La pareja sigue adelante con la asociación “Deporte vs Cáncer Infantil”, surgida en Soto del Barco en 2014 después de que todo el pueblo se volcara con ambos para ayudarles en los cuidados y tratamientos que el niño tenía que recibir. Aquel gesto prendió en la sociedad y se siguió adelante con el colectivo que preside la propia madre y del que es secretario el sotobarquense Pablo García.

Manu y su madre. Ricardo Solís

La actividad (ferias, carreras, colaboración con otras entidades como Galbán o Pequeño Deseo) está ahora más bien parada, como todo, debido a la pandemia. En su haber, todo un orgullo: la compra para la UCI de pediatría del Hospital Universitario Central de Asturias (HUCA), en Oviedo, de un ecógrafo valorado en más de 30.000 euros y que permite mejorar la detección y diagnóstico del cáncer infantil.

Carrera en Soto del Barco organizada por "Deporte vs Cáncer Infantil"

Entre las paredes del HUCA pasó Manu muchos días. Allí su recuerdo no se borra –“muchos me dicen que tras el caso de mi hijo, el niño más pequeño trasplantado de médula en Asturias, hay un antes y un después en la UCI”– , el autocovid infantil lleva incluso su nombre y son legión los médicos y enfermeras que mantienen contacto con Yésica González.

Ella tiene grabada a fuego la llamada que recibió en el móvil del HUCA cuando iba en coche con Manu aún bebé al lado: “Allí, en aquella cuneta donde aparqué como pude, recibí la noticia. Me eché a llorar”. Empezaba entonces una nueva y exigente etapa para Yésica, Manuel y su pequeño. Una dura prueba de vida en la que todos estuvieron más que a la altura, en la que fue fundamental su unión –“esto nos acercó más a mi marido y a mí”– y el apoyo incondicional de sus hermanas Rosa y Patricia, su madre, Loli, y su abuela hoy octogenaria Dora, “de quien debe de venirme la fuerza”, apostilla.

Fueron días duros, pero también con sus cuotas de felicidad y gratos momentos para no olvidar. “Yo volvería a pasar por ello.

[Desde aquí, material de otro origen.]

//! Queue storage and matchmaking
//!
//! A server's queue holds solo and duo entries in join order. The matchmaker
//! reads the queue and proposes at most one candidate game at a time.

pub mod matchmaker;
pub mod store;

pub use matchmaker::{CandidateGame, CandidateSlot, Matchmaker, RoleMatchmaker};
pub use store::{QueueEntry, QueueStore};
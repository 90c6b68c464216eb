//! Health check endpoints and Prometheus metrics server
//!
//! This module provides HTTP endpoints for health checks, Prometheus metrics
//! and read-only queue snapshots for the queue service using Axum.

use crate::metrics::collector::MetricsCollector;
use crate::service::app::AppState;
use crate::service::health::{HealthCheck, HealthStatus};
use crate::types::ServerId;
use anyhow::{Context, Result};
use axum::{
    extract::{Path, State},
    http::StatusCode,
    response::{IntoResponse, Response},
    routing::get,
    Json, Router,
};
use prometheus::{Encoder, TextEncoder};
use serde_json::json;
use std::net::SocketAddr;
use std::sync::{Arc, Weak};
use tokio::net::TcpListener;
use tokio::sync::broadcast;
use tracing::{debug, error, info, warn};

const SERVICE_NAME: &str = "inhouse-queue";

/// Health server configuration
#[derive(Debug, Clone)]
pub struct HealthServerConfig {
    /// Port to bind the health server to
    pub port: u16,
    /// Host to bind to (typically "0.0.0.0" for all interfaces)
    pub host: String,
}

impl Default for HealthServerConfig {
    fn default() -> Self {
        Self {
            port: 8080,
            host: "0.0.0.0".to_string(),
        }
    }
}

/// Shared state for the health server
#[derive(Clone)]
pub struct HealthServerState {
    pub metrics_collector: Arc<MetricsCollector>,
    /// The application owns the server, so only a weak link back is kept
    pub app_state: Option<Weak<AppState>>,
}

impl HealthServerState {
    fn app_state(&self) -> Option<Arc<AppState>> {
        self.app_state.as_ref().and_then(Weak::upgrade)
    }
}

/// Health server that provides HTTP endpoints for monitoring
pub struct HealthServer {
    config: HealthServerConfig,
    state: HealthServerState,
    shutdown_tx: broadcast::Sender<()>,
}

impl HealthServer {
    /// Create a new health server
    pub fn new(config: HealthServerConfig, metrics_collector: Arc<MetricsCollector>) -> Self {
        let (shutdown_tx, _) = broadcast::channel(1);

        Self {
            config,
            state: HealthServerState {
                metrics_collector,
                app_state: None,
            },
            shutdown_tx,
        }
    }

    /// Set the application state for health checks
    pub fn with_app_state(mut self, app_state: Weak<AppState>) -> Self {
        self.state.app_state = Some(app_state);
        self
    }

    /// Start the health server
    pub async fn start(&self) -> Result<()> {
        let addr: SocketAddr = format!("{}:{}", self.config.host, self.config.port)
            .parse()
            .context("Invalid health server address")?;

        let app = self.create_router();
        let listener = TcpListener::bind(addr).await?;

        info!("Health server listening on http://{}", listener.local_addr()?);

        let mut shutdown_rx = self.shutdown_tx.subscribe();

        axum::serve(listener, app)
            .with_graceful_shutdown(async move {
                let _ = shutdown_rx.recv().await;
                info!("Health server shutdown signal received");
            })
            .await?;

        info!("Health server stopped");
        Ok(())
    }

    /// Create the Axum router with all health endpoints
    fn create_router(&self) -> Router {
        Router::new()
            .route("/", get(root_handler))
            .route("/health", get(health_handler))
            .route("/ready", get(ready_handler))
            .route("/alive", get(alive_handler))
            .route("/metrics", get(metrics_handler))
            .route("/stats", get(stats_handler))
            .route("/servers/{server_id}", get(snapshot_handler))
            .with_state(self.state.clone())
    }

    /// Stop the health server
    pub async fn stop(&self) -> Result<()> {
        info!("Stopping health server...");

        if let Err(e) = self.shutdown_tx.send(()) {
            warn!("Failed to send shutdown signal to health server: {}", e);
        }

        Ok(())
    }
}

fn not_initialized() -> serde_json::Value {
    json!({
        "status": "unhealthy",
        "service": SERVICE_NAME,
        "version": env!("CARGO_PKG_VERSION"),
        "error": "Service not initialized"
    })
}

/// Root endpoint handler - shows service information
async fn root_handler() -> impl IntoResponse {
    Json(json!({
        "service": SERVICE_NAME,
        "version": env!("CARGO_PKG_VERSION"),
        "endpoints": [
            "/health",
            "/ready",
            "/alive",
            "/metrics",
            "/stats",
            "/servers/{server_id}"
        ]
    }))
}

/// Lightweight health check endpoint handler
async fn health_handler(State(state): State<HealthServerState>) -> impl IntoResponse {
    debug!("Health check requested");

    let Some(app_state) = state.app_state() else {
        return (StatusCode::SERVICE_UNAVAILABLE, Json(not_initialized()));
    };

    let status = HealthCheck::liveness_check(app_state)
        .await
        .unwrap_or(HealthStatus::Unhealthy);
    let code = match status {
        HealthStatus::Unhealthy => StatusCode::SERVICE_UNAVAILABLE,
        _ => StatusCode::OK,
    };

    (
        code,
        Json(json!({
            "status": status,
            "service": SERVICE_NAME,
            "version": env!("CARGO_PKG_VERSION")
        })),
    )
}

/// Readiness check endpoint handler
async fn ready_handler(State(state): State<HealthServerState>) -> impl IntoResponse {
    debug!("Readiness check requested");

    match state.app_state() {
        Some(app_state) => match HealthCheck::readiness_check(app_state).await {
            Ok(HealthStatus::Healthy) => (StatusCode::OK, "Ready"),
            Ok(HealthStatus::Degraded) => (StatusCode::OK, "Degraded but ready"),
            Ok(HealthStatus::Unhealthy) => (StatusCode::SERVICE_UNAVAILABLE, "Not ready"),
            Err(e) => {
                error!("Readiness check failed: {}", e);
                (StatusCode::SERVICE_UNAVAILABLE, "Not ready")
            }
        },
        None => (StatusCode::SERVICE_UNAVAILABLE, "Service not initialized"),
    }
}

/// Liveness check endpoint handler
async fn alive_handler(State(state): State<HealthServerState>) -> impl IntoResponse {
    debug!("Liveness check requested");

    match state.app_state() {
        Some(app_state) => match HealthCheck::liveness_check(app_state).await {
            Ok(HealthStatus::Healthy) => (StatusCode::OK, "Alive"),
            _ => (StatusCode::SERVICE_UNAVAILABLE, "Not alive"),
        },
        None => (StatusCode::SERVICE_UNAVAILABLE, "Service not initialized"),
    }
}

/// Prometheus metrics endpoint handler
async fn metrics_handler(State(state): State<HealthServerState>) -> Response {
    debug!("Metrics endpoint requested");

    let registry = state.metrics_collector.registry();
    let metric_families = registry.gather();
    let encoder = TextEncoder::new();

    match encoder.encode_to_string(&metric_families) {
        Ok(metrics_output) => {
            debug!("Serving {} metric families", metric_families.len());
            (
                StatusCode::OK,
                [("content-type", encoder.format_type().to_string())],
                metrics_output,
            )
                .into_response()
        }
        Err(e) => {
            error!("Failed to encode metrics: {}", e);
            (
                StatusCode::INTERNAL_SERVER_ERROR,
                "Failed to encode metrics".to_string(),
            )
                .into_response()
        }
    }
}

/// Detailed service statistics endpoint handler (for debugging/human consumption)
async fn stats_handler(State(state): State<HealthServerState>) -> impl IntoResponse {
    debug!("Stats endpoint requested");

    let Some(app_state) = state.app_state() else {
        return (StatusCode::SERVICE_UNAVAILABLE, Json(not_initialized()));
    };

    match HealthCheck::check(app_state.clone()).await {
        Ok(health) => (
            StatusCode::OK,
            Json(json!({
                "service": {
                    "name": health.service,
                    "version": health.version,
                    "status": health.status,
                    "uptime_seconds": health.stats.uptime_seconds
                },
                "engine": app_state.engine_stats(),
                "components": health.checks,
                "timestamp": chrono::Utc::now()
            })),
        ),
        Err(e) => {
            error!("Failed to get stats: {}", e);
            (
                StatusCode::SERVICE_UNAVAILABLE,
                Json(json!({
                    "service": {
                        "name": SERVICE_NAME,
                        "version": env!("CARGO_PKG_VERSION"),
                        "status": "error"
                    },
                    "error": "Failed to get service stats",
                    "timestamp": chrono::Utc::now()
                })),
            )
        }
    }
}

/// Current queue, ready check and open games of one server
async fn snapshot_handler(
    State(state): State<HealthServerState>,
    Path(server_id): Path<ServerId>,
) -> impl IntoResponse {
    debug!("Snapshot of server {} requested", server_id);

    let Some(app_state) = state.app_state() else {
        return (StatusCode::SERVICE_UNAVAILABLE, Json(not_initialized()));
    };

    match app_state.registry().snapshot(server_id).await {
        Ok(snapshot) => match serde_json::to_value(&snapshot) {
            Ok(value) => (StatusCode::OK, Json(value)),
            Err(e) => {
                error!("Failed to serialize snapshot of server {}: {}", server_id, e);
                (
                    StatusCode::INTERNAL_SERVER_ERROR,
                    Json(json!({ "error": "Failed to serialize snapshot" })),
                )
            }
        },
        Err(e) => {
            warn!("Snapshot of server {} failed: {}", server_id, e);
            (
                StatusCode::SERVICE_UNAVAILABLE,
                Json(json!({ "error": e.to_string() })),
            )
        }
    }
}

/// Health endpoints implementation for programmatic access
pub struct HealthEndpoints;

impl HealthEndpoints {
    /// Get health status as JSON
    pub async fn get_health_status(app_state: Option<Arc<AppState>>) -> Result<serde_json::Value> {
        match app_state {
            Some(state) => {
                let status = HealthCheck::liveness_check(state)
                    .await
                    .unwrap_or(HealthStatus::Unhealthy);
                Ok(json!({
                    "status": status,
                    "service": SERVICE_NAME
                }))
            }
            None => Ok(not_initialized()),
        }
    }

    /// Get metrics as Prometheus text format
    pub async fn get_metrics_text(metrics_collector: Arc<MetricsCollector>) -> Result<String> {
        let registry = metrics_collector.registry();
        let metric_families = registry.gather();
        let encoder = TextEncoder::new();

        encoder
            .encode_to_string(&metric_families)
            .map_err(|e| anyhow::anyhow!("Failed to encode metrics: {}", e))
    }
}

#[cfg(test)]
mod tests {
    use super::*;
    use crate::config::AppConfig;
    use crate::metrics::collector::MetricsCollector;
    use crate::types::Role;
    use axum::{
        body::Body,
        http::{Request, StatusCode},
    };
    use tower::ServiceExt; // for oneshot

    fn server() -> HealthServer {
        let collector = Arc::new(MetricsCollector::new().expect("Failed to create collector"));
        HealthServer::new(HealthServerConfig::default(), collector)
    }

    async fn get(app: Router, uri: &str) -> StatusCode {
        app.oneshot(Request::builder().uri(uri).body(Body::empty()).unwrap())
            .await
            .unwrap()
            .status()
    }

    #[tokio::test]
    async fn test_root_endpoint() {
        assert_eq!(get(server().create_router(), "/").await, StatusCode::OK);
    }

    #[tokio::test]
    async fn test_metrics_endpoint() {
        let collector = Arc::new(MetricsCollector::new().expect("Failed to create collector"));
        collector.update_health_status(2);

        let server = HealthServer::new(HealthServerConfig::default(), collector);
        let response = server
            .create_router()
            .oneshot(Request::builder().uri("/metrics").body(Body::empty()).unwrap())
            .await
            .unwrap();

        assert_eq!(response.status(), StatusCode::OK);
        let content_type = response.headers().get("content-type").unwrap();
        assert!(content_type.to_str().unwrap().contains("text/plain"));
    }

    #[tokio::test]
    async fn test_health_endpoints_without_app_state() {
        let app = server().create_router();

        for uri in ["/health", "/ready", "/alive", "/stats", "/servers/1"] {
            assert_eq!(
                get(app.clone(), uri).await,
                StatusCode::SERVICE_UNAVAILABLE,
                "{}",
                uri
            );
        }
    }

    #[tokio::test]
    async fn test_endpoints_with_running_app() {
        let mut config = AppConfig::default();
        config.service.health_port = 0;
        let app_state = AppState::new(config).unwrap();
        app_state.start().await.unwrap();
        app_state.registry().join(4, 40, Role::Mid).await.unwrap();

        let router = server()
            .with_app_state(Arc::downgrade(&app_state))
            .create_router();

        assert_eq!(get(router.clone(), "/health").await, StatusCode::OK);
        assert_eq!(get(router.clone(), "/ready").await, StatusCode::OK);
        assert_eq!(get(router.clone(), "/stats").await, StatusCode::OK);
        assert_eq!(get(router.clone(), "/servers/4").await, StatusCode::OK);
        assert_eq!(get(router.clone(), "/servers/not-a-number").await, StatusCode::BAD_REQUEST);

        // Reading servers nobody queued on leaves the registry alone
        let known = app_state.registry().server_ids();
        for uri in ["/servers/900", "/servers/901", "/servers/902"] {
            assert_eq!(get(router.clone(), uri).await, StatusCode::OK);
        }
        assert_eq!(app_state.registry().server_ids(), known);

        app_state.shutdown().await.unwrap();
    }

    #[test]
    fn test_health_server_config() {
        let config = HealthServerConfig::default();
        assert_eq!(config.port, 8080);
        assert_eq!(config.host, "0.0.0.0");
    }

    #[tokio::test]
    async fn test_404_handling() {
        assert_eq!(
            get(server().create_router(), "/nonexistent").await,
            StatusCode::NOT_FOUND
        );
    }

    #[tokio::test]
    async fn test_health_endpoints_compatibility() {
        let collector = Arc::new(MetricsCollector::new().expect("Failed to create collector"));
        collector.update_health_status(2);

        let health_status = HealthEndpoints::get_health_status(None).await.unwrap();
        assert_eq!(health_status["status"], "unhealthy");

        let metrics_text = HealthEndpoints::get_metrics_text(collector).await.unwrap();
        assert!(metrics_text.contains("inhouse_queue"));
    }
}
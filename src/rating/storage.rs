//! Rating storage interface and implementations
//!
//! Ratings are tracked per server: the same player can be strong on one
//! server's in-house ladder and new on another's.

use crate::error::{EngineResult, QueueError};
use crate::types::{PlayerId, PlayerRating, ServerId};
use chrono::{DateTime, Utc};
use serde::{Deserialize, Serialize};
use std::collections::HashMap;
use std::sync::RwLock;

/// Storage entry for a player's rating with metadata
#[derive(Debug, Clone, Serialize, Deserialize)]
pub struct RatingEntry {
    pub server_id: ServerId,
    pub player_id: PlayerId,
    pub rating: PlayerRating,
    pub games_played: u64,
    pub wins: u64,
    pub last_updated: DateTime<Utc>,
}

impl RatingEntry {
    /// Create a new rating entry for a new player
    pub fn new(server_id: ServerId, player_id: PlayerId, initial_rating: PlayerRating) -> Self {
        Self {
            server_id,
            player_id,
            rating: initial_rating,
            games_played: 0,
            wins: 0,
            last_updated: Utc::now(),
        }
    }

    /// Update the rating after a scored game
    pub fn record_game(&mut self, new_rating: PlayerRating, won: bool) {
        self.rating = new_rating;
        self.games_played += 1;
        if won {
            self.wins += 1;
        }
        self.last_updated = Utc::now();
    }
}

/// Trait for rating storage operations
pub trait RatingStorage: Send + Sync {
    /// Get a player's rating entry on a server
    fn get_rating(
        &self,
        server_id: ServerId,
        player_id: PlayerId,
    ) -> EngineResult<Option<RatingEntry>>;

    /// Get ratings for multiple players of one server
    fn get_ratings(
        &self,
        server_id: ServerId,
        player_ids: &[PlayerId],
    ) -> EngineResult<HashMap<PlayerId, RatingEntry>>;

    /// Store multiple rating updates atomically
    fn store_ratings(&self, entries: Vec<RatingEntry>) -> EngineResult<()>;

    /// Get total number of rated players on a server
    fn get_player_count(&self, server_id: ServerId) -> EngineResult<usize>;
}

/// In-memory rating storage implementation
#[derive(Debug, Default)]
pub struct InMemoryRatingStorage {
    ratings: RwLock<HashMap<(ServerId, PlayerId), RatingEntry>>,
}

impl InMemoryRatingStorage {
    /// Create a new in-memory rating storage
    pub fn new() -> Self {
        Self::default()
    }

    fn lock_error() -> QueueError {
        QueueError::InternalError {
            message: "Failed to acquire ratings lock".to_string(),
        }
    }
}

impl RatingStorage for InMemoryRatingStorage {
    fn get_rating(
        &self,
        server_id: ServerId,
        player_id: PlayerId,
    ) -> EngineResult<Option<RatingEntry>> {
        let ratings = self.ratings.read().map_err(|_| Self::lock_error())?;

        Ok(ratings.get(&(server_id, player_id)).cloned())
    }

    fn get_ratings(
        &self,
        server_id: ServerId,
        player_ids: &[PlayerId],
    ) -> EngineResult<HashMap<PlayerId, RatingEntry>> {
        let ratings = self.ratings.read().map_err(|_| Self::lock_error())?;

        let mut result = HashMap::new();
        for player_id in player_ids {
            if let Some(entry) = ratings.get(&(server_id, *player_id)) {
                result.insert(*player_id, entry.clone());
            }
        }

        Ok(result)
    }

    fn store_ratings(&self, entries: Vec<RatingEntry>) -> EngineResult<()> {
        let mut ratings = self.ratings.write().map_err(|_| Self::lock_error())?;

        for entry in entries {
            ratings.insert((entry.server_id, entry.player_id), entry);
        }

        Ok(())
    }

    fn get_player_count(&self, server_id: ServerId) -> EngineResult<usize> {
        let ratings = self.ratings.read().map_err(|_| Self::lock_error())?;

        Ok(ratings.keys().filter(|(server, _)| *server == server_id).count())
    }
}
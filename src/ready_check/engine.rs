//! Ready check state machine
//!
//! One engine per server. It moves `Idle -> Pending -> {Confirmed, Cancelled}`
//! and back to `Idle`. A confirmed check stays in `Confirmed` until the owner
//! has created the game and calls [`ReadyCheckEngine::finish`], so a game can
//! only be created once per check.

use crate::error::{EngineResult, QueueError};
use crate::queue::matchmaker::CandidateGame;
use crate::ready_check::check::{CancelReason, ReadyCheck, ReadyResponse, ReadyStatus};
use crate::types::{PlayerId, ReadyCheckId, ServerId};
use chrono::{DateTime, Duration, Utc};
use tracing::{debug, info};

/// Current phase of a server's ready check
#[derive(Debug, Clone, PartialEq)]
pub enum ReadyCheckState {
    Idle,
    Pending(ReadyCheck),
    Confirmed(ReadyCheck),
}

/// Result of a participant's answer
#[derive(Debug, Clone, PartialEq)]
pub enum RespondOutcome {
    /// Still waiting on other participants
    Waiting { accepted: usize, total: usize },
    /// Everyone accepted; the check waits for its game to be created
    Confirmed(ReadyCheck),
    /// The check ended without a game
    Cancelled {
        check: ReadyCheck,
        reason: CancelReason,
    },
}

/// Ready check engine of one server
#[derive(Debug)]
pub struct ReadyCheckEngine {
    server_id: ServerId,
    timeout: Duration,
    state: ReadyCheckState,
}

impl ReadyCheckEngine {
    pub fn new(server_id: ServerId, timeout: Duration) -> Self {
        Self {
            server_id,
            timeout,
            state: ReadyCheckState::Idle,
        }
    }

    pub fn state(&self) -> &ReadyCheckState {
        &self.state
    }

    pub fn timeout(&self) -> Duration {
        self.timeout
    }

    /// The pending check, if any
    pub fn active(&self) -> Option<&ReadyCheck> {
        match &self.state {
            ReadyCheckState::Pending(check) => Some(check),
            _ => None,
        }
    }

    pub fn is_idle(&self) -> bool {
        matches!(self.state, ReadyCheckState::Idle)
    }

    /// Whether the player is part of the pending check
    pub fn is_participant(&self, player_id: PlayerId) -> bool {
        self.active()
            .map(|check| check.is_participant(player_id))
            .unwrap_or(false)
    }

    /// Start a check for a candidate game
    pub fn start(&mut self, candidate: CandidateGame, now: DateTime<Utc>) -> EngineResult<&ReadyCheck> {
        if !self.is_idle() {
            return Err(QueueError::AlreadyPending {
                server_id: self.server_id,
            });
        }

        let check = ReadyCheck::new(candidate, now, self.timeout);
        info!(
            "Ready check {} started on server {} for {} players",
            check.id,
            self.server_id,
            check.participants.len()
        );

        self.state = ReadyCheckState::Pending(check);
        match &self.state {
            ReadyCheckState::Pending(check) => Ok(check),
            _ => Err(QueueError::InternalError {
                message: "Ready check was not stored".to_string(),
            }),
        }
    }

    /// Record a participant's answer
    pub fn respond(
        &mut self,
        player_id: PlayerId,
        response: ReadyResponse,
    ) -> EngineResult<RespondOutcome> {
        let check = match &mut self.state {
            ReadyCheckState::Pending(check) if check.is_participant(player_id) => check,
            _ => return Err(QueueError::NoActiveCheck { player_id }),
        };

        match response {
            ReadyResponse::Decline => {
                check.set_status(player_id, ReadyStatus::Declined);
                let reason = CancelReason::Declined { player_id };
                let check = self
                    .take_pending()
                    .ok_or(QueueError::NoActiveCheck { player_id })?;
                self.log_cancel(&check, &reason);
                Ok(RespondOutcome::Cancelled { check, reason })
            }
            ReadyResponse::Accept => {
                check.set_status(player_id, ReadyStatus::Accepted);
                if !check.all_accepted() {
                    let accepted = check.players_with(ReadyStatus::Accepted).len();
                    let total = check.participants.len();
                    debug!(
                        "Player {} accepted ready check {} ({}/{})",
                        player_id, check.id, accepted, total
                    );
                    return Ok(RespondOutcome::Waiting { accepted, total });
                }

                let check = check.clone();
                info!(
                    "Ready check {} confirmed on server {}",
                    check.id, self.server_id
                );
                self.state = ReadyCheckState::Confirmed(check.clone());
                Ok(RespondOutcome::Confirmed(check))
            }
        }
    }

    /// Deadline of check `check_id` passed
    ///
    /// Returns nothing when that check is no longer pending.
    pub fn expire(&mut self, check_id: ReadyCheckId) -> Option<(ReadyCheck, CancelReason)> {
        match &self.state {
            ReadyCheckState::Pending(check) if check.id == check_id => {}
            _ => {
                debug!(
                    "Ignoring expiry of ready check {} on server {}",
                    check_id, self.server_id
                );
                return None;
            }
        }

        let check = self.take_pending()?;
        let reason = CancelReason::Timeout {
            non_responders: check.players_with(ReadyStatus::Pending),
        };
        self.log_cancel(&check, &reason);
        Some((check, reason))
    }

    /// A participant left the queue while the check was pending
    pub fn withdraw(&mut self, player_id: PlayerId) -> Option<(ReadyCheck, CancelReason)> {
        if !self.is_participant(player_id) {
            return None;
        }

        let mut check = self.take_pending()?;
        check.set_status(player_id, ReadyStatus::Declined);
        let reason = CancelReason::Left { player_id };
        self.log_cancel(&check, &reason);
        Some((check, reason))
    }

    /// Force-cancel the pending check
    pub fn cancel(&mut self) -> Option<(ReadyCheck, CancelReason)> {
        let check = self.take_pending()?;
        let reason = CancelReason::ForceCancelled;
        self.log_cancel(&check, &reason);
        Some((check, reason))
    }

    /// Leave the confirmed state once the game exists
    pub fn finish(&mut self) -> Option<ReadyCheck> {
        match std::mem::replace(&mut self.state, ReadyCheckState::Idle) {
            ReadyCheckState::Confirmed(check) => Some(check),
            other => {
                self.state = other;
                None
            }
        }
    }

    /// Move a pending check out, leaving the engine idle
    fn take_pending(&mut self) -> Option<ReadyCheck> {
        match std::mem::replace(&mut self.state, ReadyCheckState::Idle) {
            ReadyCheckState::Pending(check) => Some(check),
            other => {
                self.state = other;
                None
            }
        }
    }

    fn log_cancel(&self, check: &ReadyCheck, reason: &CancelReason) {
        info!(
            "Ready check {} cancelled on server {}: {}",
            check.id, self.server_id, reason
        );
    }
}
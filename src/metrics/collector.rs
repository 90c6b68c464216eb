//! Metrics collection using Prometheus
//!
//! This module provides metrics collection for the queue service using
//! Prometheus metrics. Engine metrics are derived from committed state changes.

use crate::engine::snapshot::{StateChange, Transition};
use crate::engine::EngineStats;
use crate::ready_check::check::{CancelReason, ReadyResponse};
use crate::scheduler::TickReport;
use crate::types::{GameCancelReason, Role};
use anyhow::Result;
use prometheus::{
    Histogram, HistogramOpts, HistogramVec, IntCounter, IntCounterVec, IntGauge, IntGaugeVec,
    Opts, Registry,
};
use std::sync::Arc;
use std::time::{Duration, Instant};

/// Main metrics collector for the queue service
#[derive(Clone)]
pub struct MetricsCollector {
    /// Prometheus registry
    registry: Arc<Registry>,

    /// Service-level metrics
    service_metrics: ServiceMetrics,

    /// Queue-related metrics
    queue_metrics: QueueMetrics,

    /// Ready check metrics
    ready_check_metrics: ReadyCheckMetrics,

    /// Game-related metrics
    game_metrics: GameMetrics,

    /// Periodic job metrics
    scheduler_metrics: SchedulerMetrics,

    /// Performance metrics
    performance_metrics: PerformanceMetrics,
}

/// Service-level metrics
#[derive(Clone)]
pub struct ServiceMetrics {
    /// Service uptime in seconds
    pub uptime_seconds: IntGauge,

    /// Health check status (0=unhealthy, 1=degraded, 2=healthy)
    pub health_status: IntGauge,

    /// Component health status
    pub component_health: IntGaugeVec,

    /// Servers with a running actor
    pub servers_active: IntGauge,
}

/// Queue-related metrics
#[derive(Clone)]
pub struct QueueMetrics {
    /// Players queued, by solo or duo
    pub players_queued_total: IntCounterVec,

    /// Players who left the queue
    pub players_left_total: IntCounter,

    /// Entries removed by queue resets
    pub reset_entries_total: IntCounter,

    /// Players currently waiting, per server and role
    pub players_waiting: IntGaugeVec,
}

/// Ready check metrics
#[derive(Clone)]
pub struct ReadyCheckMetrics {
    pub started_total: IntCounter,
    pub confirmed_total: IntCounter,

    /// Cancelled checks by reason
    pub cancelled_total: IntCounterVec,

    /// Answers by response
    pub answers_total: IntCounterVec,

    /// Pending checks per server (0 or 1)
    pub active: IntGaugeVec,
}

/// Game-related metrics
#[derive(Clone)]
pub struct GameMetrics {
    pub created_total: IntCounter,

    /// Scored games by winning side
    pub scored_total: IntCounterVec,

    /// Cancelled games by reason
    pub cancelled_total: IntCounterVec,

    /// Games waiting for a result, per server
    pub awaiting_result: IntGaugeVec,
}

Dentro de lo malo, siempre buscas y encuentras algo bueno”, dice Yésica González.

La II Beca de investigación, para dos hospitales de Madrid


En el funeral de Manu Barrera González no hubo flores por deseo expreso de sus padres, Yésica y Manuel, que entonces pidieron que el dinero de las mismas fuese donado a la lucha contra el cáncer en general. Fueron muchos los que se decantaron por “Deporte vs Cáncer Infantil”, la asociación impulsada en Soto del Barco en 2014 en torno a la lucha de su hijo y otros niños en situación similar. “Así que pensamos que había que hacer algo útil, que tuviera un significado especial, y el consejo fue apoyar la investigación”, explica Yésica González. Dicho y hecho. Hoy, 15 de febrero, se hacen públicos los beneficiarios de la segunda edición de la beca “Manu Barrera”: los hospitales universitarios Niño Jesús y La Princesa de Madrid. Alba Rubio San Simón dirige un equipo de investigadores centrados en estudiar “la influencia de los polimorfismos de los genes responsables del metabolismo del metrotexate en su toxicidad en pacientes pediátricos con cáncer”. Hace un año, la asociación sotobarquense concedió la primera beca, dotada con 6.000 euros, al Hospital Virgen del Rocío de Sevilla. “No sabemos cómo haremos este año para entregarla debido a la pandemia, pero lo importante es que la ayuda llegue y nuestra labor sirva para algo”, concluye Yésica González.